##### Information supplied

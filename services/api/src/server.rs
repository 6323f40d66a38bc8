use crate::cli::ServeArgs;
use crate::infra::AppState;
use crate::routes::with_analysis_routes;
use axum::Extension;
use axum_prometheus::PrometheusMetricLayer;
use line_insight::config::AppConfig;
use line_insight::error::AppError;
use line_insight::telemetry;
use std::sync::atomic::Ordering;
use std::sync::Arc;
use tracing::info;

pub(crate) async fn run(mut args: ServeArgs) -> Result<(), AppError> {
    let mut config = AppConfig::load()?;

    if let Some(host) = args.host.take() {
        config.server.host = host;
    }
    if let Some(port) = args.port.take() {
        config.server.port = port;
    }

    telemetry::init(&config.telemetry)?;

    let (prometheus_layer, prometheus_handle) = PrometheusMetricLayer::pair();
    let readiness_flag = Arc::new(std::sync::atomic::AtomicBool::new(false));
    let app_state = AppState {
        readiness: readiness_flag.clone(),
        metrics: Arc::new(prometheus_handle),
    };

    let app = with_analysis_routes(config.analysis)
        .layer(Extension(app_state))
        .layer(prometheus_layer);

    let addr = config.server.socket_addr()?;
    let listener = tokio::net::TcpListener::bind(addr).await?;
    readiness_flag.store(true, Ordering::Release);

    info!(
        ?config.environment,
        %addr,
        threshold = config.analysis.similarity_threshold.value(),
        "line analytics service ready"
    );

    axum::serve(listener, app).await?;
    Ok(())
}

##########

Work to be completed
Among the lines above, count those containing the string "telemetry"; please give the count alone.

Response
2